▸ EXERCISE DESCRIPTION
The full listing is needed, transcribed word for word.
--------------------------------------------------
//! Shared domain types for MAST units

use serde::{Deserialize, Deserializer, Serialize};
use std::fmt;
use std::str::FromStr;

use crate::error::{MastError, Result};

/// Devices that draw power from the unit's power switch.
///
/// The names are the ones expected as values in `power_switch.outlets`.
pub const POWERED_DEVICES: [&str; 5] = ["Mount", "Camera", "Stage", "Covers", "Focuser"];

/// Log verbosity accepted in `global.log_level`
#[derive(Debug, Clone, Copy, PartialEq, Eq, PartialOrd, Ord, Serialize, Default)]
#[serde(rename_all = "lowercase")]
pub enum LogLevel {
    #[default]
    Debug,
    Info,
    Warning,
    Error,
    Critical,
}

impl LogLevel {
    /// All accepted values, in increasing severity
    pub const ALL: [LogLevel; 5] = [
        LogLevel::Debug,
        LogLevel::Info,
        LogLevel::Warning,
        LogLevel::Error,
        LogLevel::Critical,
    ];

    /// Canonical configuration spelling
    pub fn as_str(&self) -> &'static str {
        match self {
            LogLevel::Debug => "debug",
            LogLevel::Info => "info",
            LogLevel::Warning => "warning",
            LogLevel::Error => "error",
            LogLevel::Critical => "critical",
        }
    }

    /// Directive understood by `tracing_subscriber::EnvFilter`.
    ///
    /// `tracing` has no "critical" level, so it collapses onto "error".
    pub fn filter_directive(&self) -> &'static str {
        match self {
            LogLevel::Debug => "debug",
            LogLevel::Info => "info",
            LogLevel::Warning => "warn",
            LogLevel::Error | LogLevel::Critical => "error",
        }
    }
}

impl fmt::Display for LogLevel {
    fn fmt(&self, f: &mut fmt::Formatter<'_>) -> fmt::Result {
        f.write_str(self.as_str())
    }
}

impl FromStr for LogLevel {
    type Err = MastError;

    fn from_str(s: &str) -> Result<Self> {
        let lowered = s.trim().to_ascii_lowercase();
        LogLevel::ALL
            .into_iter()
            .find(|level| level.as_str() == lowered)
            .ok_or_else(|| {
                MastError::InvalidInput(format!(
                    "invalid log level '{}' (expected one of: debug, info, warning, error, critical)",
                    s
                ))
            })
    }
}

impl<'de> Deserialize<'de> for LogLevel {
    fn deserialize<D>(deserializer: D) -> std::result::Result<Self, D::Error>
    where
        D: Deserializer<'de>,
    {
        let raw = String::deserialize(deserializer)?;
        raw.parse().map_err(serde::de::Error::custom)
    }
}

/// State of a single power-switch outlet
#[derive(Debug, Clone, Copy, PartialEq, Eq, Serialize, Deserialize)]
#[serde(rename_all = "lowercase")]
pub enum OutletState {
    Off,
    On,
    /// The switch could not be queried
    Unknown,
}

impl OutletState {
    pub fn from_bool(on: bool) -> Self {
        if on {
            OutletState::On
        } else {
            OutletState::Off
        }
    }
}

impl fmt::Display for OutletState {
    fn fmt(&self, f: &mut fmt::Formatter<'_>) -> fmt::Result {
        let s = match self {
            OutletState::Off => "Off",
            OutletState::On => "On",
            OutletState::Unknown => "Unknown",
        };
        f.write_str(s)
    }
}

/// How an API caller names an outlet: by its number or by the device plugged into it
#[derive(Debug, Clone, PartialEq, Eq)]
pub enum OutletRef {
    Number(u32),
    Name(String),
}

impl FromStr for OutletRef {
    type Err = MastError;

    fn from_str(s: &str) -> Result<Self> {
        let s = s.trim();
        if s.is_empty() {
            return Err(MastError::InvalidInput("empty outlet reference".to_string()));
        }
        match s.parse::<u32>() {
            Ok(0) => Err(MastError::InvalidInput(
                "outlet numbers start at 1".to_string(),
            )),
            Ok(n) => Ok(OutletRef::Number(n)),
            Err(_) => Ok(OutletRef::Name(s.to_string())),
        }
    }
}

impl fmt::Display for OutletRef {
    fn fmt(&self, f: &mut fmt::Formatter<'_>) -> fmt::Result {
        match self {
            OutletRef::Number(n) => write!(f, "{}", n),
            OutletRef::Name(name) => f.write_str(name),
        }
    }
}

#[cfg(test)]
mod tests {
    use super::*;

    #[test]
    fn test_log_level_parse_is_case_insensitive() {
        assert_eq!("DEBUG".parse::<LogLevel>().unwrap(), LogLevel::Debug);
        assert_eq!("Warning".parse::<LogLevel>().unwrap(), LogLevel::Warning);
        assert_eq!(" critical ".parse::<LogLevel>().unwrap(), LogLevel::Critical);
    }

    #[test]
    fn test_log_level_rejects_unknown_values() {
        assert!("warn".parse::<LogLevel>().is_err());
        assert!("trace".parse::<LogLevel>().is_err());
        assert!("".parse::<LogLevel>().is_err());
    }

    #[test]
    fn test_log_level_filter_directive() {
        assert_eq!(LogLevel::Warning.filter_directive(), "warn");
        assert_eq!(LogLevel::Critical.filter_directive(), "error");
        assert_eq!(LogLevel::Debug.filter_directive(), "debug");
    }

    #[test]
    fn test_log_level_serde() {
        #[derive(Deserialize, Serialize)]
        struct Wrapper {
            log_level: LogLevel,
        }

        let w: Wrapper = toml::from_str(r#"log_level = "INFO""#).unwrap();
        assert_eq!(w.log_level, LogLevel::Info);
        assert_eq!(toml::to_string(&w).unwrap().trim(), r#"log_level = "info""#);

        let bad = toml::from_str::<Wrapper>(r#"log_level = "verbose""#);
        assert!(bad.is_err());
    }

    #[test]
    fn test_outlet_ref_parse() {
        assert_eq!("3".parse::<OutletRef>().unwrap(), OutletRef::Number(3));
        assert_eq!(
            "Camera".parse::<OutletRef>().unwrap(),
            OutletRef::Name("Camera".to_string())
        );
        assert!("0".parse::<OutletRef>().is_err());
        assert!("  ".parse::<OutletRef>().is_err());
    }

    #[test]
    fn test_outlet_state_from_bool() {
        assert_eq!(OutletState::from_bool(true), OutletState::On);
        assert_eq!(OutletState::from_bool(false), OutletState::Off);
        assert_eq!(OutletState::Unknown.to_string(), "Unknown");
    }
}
--------------------------------------------------
▸ EXERCISE OUTPUT
//! Shared domain types for MAST units

use serde::{Deserialize, Deserializer, Serialize};
use std::fmt;
use std::str::FromStr;

use crate::error::{MastError, Result};

/// Devices that draw power from the unit's power switch.
///
/// The names are the ones expected as values in `power_switch.outlets`.
pub const POWERED_DEVICES: [&str; 5] = ["Mount", "Camera", "Stage", "Covers", "Focuser"];

/// Log verbosity accepted in `global.log_level`
#[derive(Debug, Clone, Copy, PartialEq, Eq, PartialOrd, Ord, Serialize, Default)]
#[serde(rename_all = "lowercase")]
pub enum LogLevel {
    #[default]
    Debug,
    Info,
    Warning,
    Error,
    Critical,
}

impl LogLevel {
    /// All accepted values, in increasing severity
    pub const ALL: [LogLevel; 5] = [
        LogLevel::Debug,
        LogLevel::Info,
        LogLevel::Warning,
        LogLevel::Error,
        LogLevel::Critical,
    ];

    /// Canonical configuration spelling
    pub fn as_str(&self) -> &'static str {
        match self {
            LogLevel::Debug => "debug",
            LogLevel::Info => "info",
            LogLevel::Warning => "warning",
            LogLevel::Error => "error",
            LogLevel::Critical => "critical",
        }
    }

    /// Directive understood by `tracing_subscriber::EnvFilter`.
    ///
    /// `tracing` has no "critical" level, so it collapses onto "error".
    pub fn filter_directive(&self) -> &'static str {
        match self {
            LogLevel::Debug => "debug",
            LogLevel::Info => "info",
            LogLevel::Warning => "warn",
            LogLevel::Error | LogLevel::Critical => "error",
        }
    }
}

impl fmt::Display for LogLevel {
    fn fmt(&self, f: &mut fmt::Formatter<'_>) -> fmt::Result {
        f.write_str(self.as_str())
    }
}

impl FromStr for LogLevel {
    type Err = MastError;

    fn from_str(s: &str) -> Result<Self> {
        let lowered = s.trim().to_ascii_lowercase();
        LogLevel::ALL
            .into_iter()
            .find(|level| level.as_str() == lowered)
            .ok_or_else(|| {
                MastError::InvalidInput(format!(
                    "invalid log level '{}' (expected one of: debug, info, warning, error, critical)",
                    s
                ))
            })
    }
}

impl<'de> Deserialize<'de> for LogLevel {
    fn deserialize<D>(deserializer: D) -> std::result::Result<Self, D::Error>
    where
        D: Deserializer<'de>,
    {
        let raw = String::deserialize(deserializer)?;
        raw.parse().map_err(serde::de::Error::custom)
    }
}

/// State of a single power-switch outlet
#[derive(Debug, Clone, Copy, PartialEq, Eq, Serialize, Deserialize)]
#[serde(rename_all = "lowercase")]
pub enum OutletState {
    Off,
    On,
    /// The switch could not be queried
    Unknown,
}

impl OutletState {
    pub fn from_bool(on: bool) -> Self {
        if on {
            OutletState::On
        } else {
            OutletState::Off
        }
    }
}

impl fmt::Display for OutletState {
    fn fmt(&self, f: &mut fmt::Formatter<'_>) -> fmt::Result {
        let s = match self {
            OutletState::Off => "Off",
            OutletState::On => "On",
            OutletState::Unknown => "Unknown",
        };
        f.write_str(s)
    }
}

/// How an API caller names an outlet: by its number or by the device plugged into it
#[derive(Debug, Clone, PartialEq, Eq)]
pub enum OutletRef {
    Number(u32),
    Name(String),
}

impl FromStr for OutletRef {
    type Err = MastError;

    fn from_str(s: &str) -> Result<Self> {
        let s = s.trim();
        if s.is_empty() {
            return Err(MastError::InvalidInput("empty outlet reference".to_string()));
        }
        match s.parse::<u32>() {
            Ok(0) => Err(MastError::InvalidInput(
                "outlet numbers start at 1".to_string(),
            )),
            Ok(n) => Ok(OutletRef::Number(n)),
            Err(_) => Ok(OutletRef::Name(s.to_string())),
        }
    }
}

impl fmt::Display for OutletRef {
    fn fmt(&self, f: &mut fmt::Formatter<'_>) -> fmt::Result {
        match self {
            OutletRef::Number(n) => write!(f, "{}", n),
            OutletRef::Name(name) => f.write_str(name),
        }
    }
}

#[cfg(test)]
mod tests {
    use super::*;

    #[test]
    fn test_log_level_parse_is_case_insensitive() {
        assert_eq!("DEBUG".parse::<LogLevel>().unwrap(), LogLevel::Debug);
        assert_eq!("Warning".parse::<LogLevel>().unwrap(), LogLevel::Warning);
        assert_eq!(" critical ".parse::<LogLevel>().unwrap(), LogLevel::Critical);
    }

    #[test]
    fn test_log_level_rejects_unknown_values() {
        assert!("warn".parse::<LogLevel>().is_err());
        assert!("trace".parse::<LogLevel>().is_err());
        assert!("".parse::<LogLevel>().is_err());
    }

    #[test]
    fn test_log_level_filter_directive() {
        assert_eq!(LogLevel::Warning.filter_directive(), "warn");
        assert_eq!(LogLevel::Critical.filter_directive(), "error");
        assert_eq!(LogLevel::Debug.filter_directive(), "debug");
    }

    #[test]
    fn test_log_level_serde() {
        #[derive(Deserialize, Serialize)]
        struct Wrapper {
            log_level: LogLevel,
        }

        let w: Wrapper = toml::from_str(r#"log_level = "INFO""#).unwrap();
        assert_eq!(w.log_level, LogLevel::Info);
        assert_eq!(toml::to_string(&w).unwrap().trim(), r#"log_level = "info""#);

        let bad = toml::from_str::<Wrapper>(r#"log_level = "verbose""#);
        assert!(bad.is_err());
    }

    #[test]
    fn test_outlet_ref_parse() {
        assert_eq!("3".parse::<OutletRef>().unwrap(), OutletRef::Number(3));
        assert_eq!(
            "Camera".parse::<OutletRef>().unwrap(),
            OutletRef::Name("Camera".to_string())
        );
        assert!("0".parse::<OutletRef>().is_err());
        assert!("  ".parse::<OutletRef>().is_err());
    }

    #[test]
    fn test_outlet_state_from_bool() {
        assert_eq!(OutletState::from_bool(true), OutletState::On);
        assert_eq!(OutletState::from_bool(false), OutletState::Off);
        assert_eq!(OutletState::Unknown.to_string(), "Unknown");
    }
}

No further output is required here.